本当だったら、今日だって学校から帰れば母さんが料理を作って待っていたはずなのだ。
風呂から出た頃には父さんも帰ってきて、一緒に話が出来たはずなのだ。
そんな、当たり前の日常が、こんなに早く崩れるなんて。
「……………んな…そんな………っ…」
僕の頬に流れる涙はしょっぱかった。
…涙がしょっぱいのは、悲しいからだ…って、母さんが教えてくれたんだっけ____
「うわああああああああああああああああああああああああああああああああああああああああああああああああああああああああああああああああああああああああああああああああああああああああ!!!!!!!」
大切な家族を失った。
当たり前を失った。
どうしたらいい?
どうしたらいい?
頭が回らないまま、僕は叫び続けた。
迷惑なんて知るもんか。
騒音だなんて知るもんか。
僕は家族を失ったんだ。
変わらない日常を失ったんだ。
思い出と共に流れる涙は、とめどなく流れていって。
涙が枯れる頃には、空の星が煌々と輝いていた。
その日から僕は急にやることが増えた。担任と一緒に葬儀のことを計画したり、人を手配したり、色々。
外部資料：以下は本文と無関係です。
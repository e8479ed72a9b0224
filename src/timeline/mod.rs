//! Engagement timeline
//!
//! Source records are fetched concurrently ([`sources`]), mapped to
//! canonical events ([`normalize`]) and bounded into a newest-first
//! timeline ([`assemble`]). Field availability per environment comes from
//! [`schema`].

pub mod assemble;
pub mod event;
pub mod normalize;
pub mod opportunity;
pub mod schema;
pub mod sources;

pub use assemble::{IncludedCounts, Timeline, TimelineAssembler, TimelineMetadata};
pub use event::{Event, EventType, Importance};
pub use normalize::{objects, parse_instant, Normalizer, Record, DETAIL_MAX_CHARS};
pub use opportunity::{OpportunityEntry, OpportunityIndex};
pub use schema::{
    pick_existing_fields, InMemorySchemaCache, ObjectSchema, SchemaCache, SchemaDescriber,
    SchemaKey, SchemaResolver, SourceCapabilities,
};
pub use sources::{
    fetch_all, FetchStatus, SourceKind, SourceProvider, SourceQuery, SourceRecords, SourceReport,
    StaticSource,
};
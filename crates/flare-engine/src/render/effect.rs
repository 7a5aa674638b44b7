use std::borrow::Cow;

use super::vertex::VertexLayout;

/// Texture coordinates for a quad's corners, in drawing order:
/// `(x, y)`, `(x + w, y)`, `(x + w, y + h)`, `(x, y + h)`.
pub type UvCorners = [[f32; 2]; 4];

/// Passive description of a shader effect.
///
/// Holds the WGSL pair and the per-corner UV convention. The renderer is
/// agnostic to what the shaders compute.
#[derive(Debug, Clone, PartialEq)]
pub struct Effect {
    pub name: Cow<'static, str>,
    pub vertex_source: Cow<'static, str>,
    pub fragment_source: Cow<'static, str>,
    /// `None` for screen-space effects that only need positions.
    pub uv_corners: Option<UvCorners>,
}

impl Effect {
    pub fn new(
        name: impl Into<Cow<'static, str>>,
        vertex_source: impl Into<Cow<'static, str>>,
        fragment_source: impl Into<Cow<'static, str>>,
        uv_corners: Option<UvCorners>,
    ) -> Self {
        Self {
            name: name.into(),
            vertex_source: vertex_source.into(),
            fragment_source: fragment_source.into(),
            uv_corners,
        }
    }

    /// Layout implied by the UV convention.
    pub fn vertex_layout(&self) -> VertexLayout {
        if self.uv_corners.is_some() {
            VertexLayout::position_texcoord()
        } else {
            VertexLayout::position()
        }
    }
}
僕は親戚や、血の繋がりがある人に手紙を書いたりしていたけど、ちっとも身が入らなかった。言葉にも感情が乗らなかった。
僕は、感情を失った人形のようになっていた。
そして、葬儀の日。
地方の親戚や、東京に住む親戚、担任、クラスメイト数名が、葬式にやってきた。
その中には、奏音もいた。
「………深月君…。」
「……奏音……。」
「…………」
「…………」
沈黙が続く。
葬式は無事終わり、両親は骨となった。
骨を拾う親戚達が泣いている中、僕は、泣くことが出来なかった。
「……ねぇ、深月君。」
「………………今日は…奏音のままなんだね。」
「…いくら人が多いとはいえ…深月君のことだから…他の子に代わるのは…違うかなって…」
「…そっか。」
いつもみたいに上手く受け答えができない。
奏音の顔が不安そうなのに、何も言葉が出てこない。
自分の両親の葬式だと言うのに、涙ひとつ出ない僕を、彼女はなんと言うだろうか。
人でなしだと思うだろうか。
心がないと思うだろうか。
いつもどうやって話していたか、思い出せない。
そもそも、いつもってなんだっけ____
「っ深月君!」
「…っ…ごめん…ぼーっとしてた…」
「…………深月君……。」
「……早く…帰りなよ…親御さん…心配するよ。」
「………っ」
「…奏音………?…………!」
…ふと奏音の顔を見ると、そこには一筋の涙がつぅっと頬へ流れていた。
「…深月君っ…!」
「っ?!」
彼女の身体が近づいたと思った瞬間、僕は奏音に抱きしめられていた。
ふわっと、石鹸のようないい匂いが鼻を掠める。
「…っ辛かったよね…!苦しかったよね…!大事な人2人も失ったんだから…!」
「……か……のん…?」
「…何も気の利くようなこと、言ってあげられなくて、ごめん…!……辛すぎて…涙なんて、出ないよね………」
「…………」
口下手な彼女から出る言葉は、震えていて、だけど暖かかった。
「………ねぇ…深月君……」
「…?」
「……あのね…上手く…言えないんだけど…私はさ…!居なくならない…から!」
「………」
「…………そばにいる…から…頼りないかもしれない…けど…支える…から…」
「………奏音……」
「…ひとりぼっちじゃないよ………」
ひとりぼっちじゃない。
奏音は…そう言った。
家族が居なくなった僕のそばに、奏音は居てくれるの?
「………あり…がとう…………。」
絶望の中に、一筋の光が射した気がした。